The moral of this tale could not be simpler or, in its way, more disappointingly obvious. It holds that the American male has declined to such a sorry -- if occasionally hilarious -- state of ineptitude that the American female's last best hope for happy mating lies in robotics. Every man that Frankie Stone (Ann Magnuson) and her friends and family encounter is in one way or another so insecure and self-absorbed as to be incapable of sustaining a decent relationship with a woman. It is only when Frankie, a public relations expert, takes an assignment for a manufacturer of high-tech doodads for the space program that she finds advanced science has fabricated what decades of psychological counseling and years of feminist lecturing have not been able to create: an android who is sensitive, caring and sexually satisfying in a way that natural men cannot manage.

The relationship that develops between Frankie and Ulysses, her robot dreamboat, is pleasant but conventionally screwball. This seems rather dismaying, considering that Director Seidelman showed such a fresh eye and so much wayward comic originality in 1985's Desperately Seeking Susan.

But wait. Seidelman has had the wit to cast that uncannily resourceful actor John Malkovich as both Jeff Peters, the mad -- well, anyway, crabby -- scientist who created Ulysses, and the mechanical marvel himself. The former is a ferocious misanthrope, misogynist and klutz; the latter is, naturally and logically, everything his master cannot hope to be. He moves, for example, not with the herky-jerky nervousness of his creator or a too cute movie robot. Instead, Malkovich invests him with a preternatural smoothness. His character is equally subtle. It may be based on the wise-child conventions on which the typical sci-fi robot is modeled. But Malkovich informs and energizes his performance with the deadpan bravery, the relentless will, the invincible ignorance and the infinite need to give and receive love that all parents observe as their offspring pass through the infamously terrible twos.

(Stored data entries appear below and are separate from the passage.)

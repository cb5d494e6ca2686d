//! Retry classification and jittered exponential backoff for action
//! execution. The backoff curve mirrors the teacher's schedule-cooldown
//! formula (`2^(n-1)`, capped) but operates on seconds instead of
//! minutes, with added jitter so a thundering herd of retries spreads
//! out instead of re-colliding every interval.

use std::time::Duration;

use rand::Rng;

/// Whether a failure category should be retried.
#[derive(Debug, Clone, Copy, PartialEq, Eq)]
pub enum FailureClass {
    /// Network error, 5xx, or 429 — likely to succeed on retry.
    Transient,
    /// Auth failure or 4xx other than 429 — retrying cannot help.
    Permanent,
}

/// Classify an HTTP status code per the retry policy in the action
/// executor spec: network/5xx/429 are transient, everything else
/// (including auth failures) is terminal.
pub fn classify_status(status: u16) -> FailureClass {
    match status {
        429 | 500..=599 => FailureClass::Transient,
        _ => FailureClass::Permanent,
    }
}

/// Exponential backoff with full jitter: `uniform(0, base * 2^(attempt-1))`,
/// capped at `max_delay`. `attempt` is 1-indexed (the first retry uses
/// `attempt = 1`).
pub fn backoff_delay(attempt: u32, base: Duration, max_delay: Duration) -> Duration {
    let exp = attempt.saturating_sub(1).min(20);
    let scaled = base.saturating_mul(1u32.checked_shl(exp).unwrap_or(u32::MAX));
    let capped = scaled.min(max_delay);
    let jitter_ms = rand::thread_rng().gen_range(0..=capped.as_millis().max(1) as u64);
    Duration::from_millis(jitter_ms)
}

/// Runs `f` up to `max_attempts` times, retrying only on
/// `FailureClass::Transient` errors as classified by `classify`. Returns
/// the last error if every attempt is exhausted, along with the number
/// of retries actually performed (attempts beyond the first).
pub async fn with_retry<T, E, F, Fut, C>(
    max_attempts: u32,
    base_delay: Duration,
    max_delay: Duration,
    classify: C,
    mut f: F,
) -> (Result<T, E>, u32)
where
    F: FnMut() -> Fut,
    Fut: std::future::Future<Output = Result<T, E>>,
    C: Fn(&E) -> FailureClass,
{
    let mut retries = 0;
    loop {
        match f().await {
            Ok(v) => return (Ok(v), retries),
            Err(e) => {
                let terminal = matches!(classify(&e), FailureClass::Permanent);
                if terminal || retries + 1 >= max_attempts {
                    return (Err(e), retries);
                }
                retries += 1;
                tokio::time::sleep(backoff_delay(retries, base_delay, max_delay)).await;
            }
        }
    }
}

The gambit is brilliant, for surely a robot would feel exactly what a human two-year-old feels as he sets forth on the exploration of his strange newfound world. Malkovich gives a wonderful performance where we do not expect one, and it makes the rest of the film problematic. On one hand, it grants the picture a distinction it would not otherwise enjoy. On the other hand, it is a continual reminder of just how routine the rest of the movie is. In effect, his performance, together with Seidelman's former success, creates an expectation of sustained comic brilliance that this genre piece cannot finally deliver. Still, Malkovich is something to see. And the engaging Ulysses is a character who may prove difficult to forget.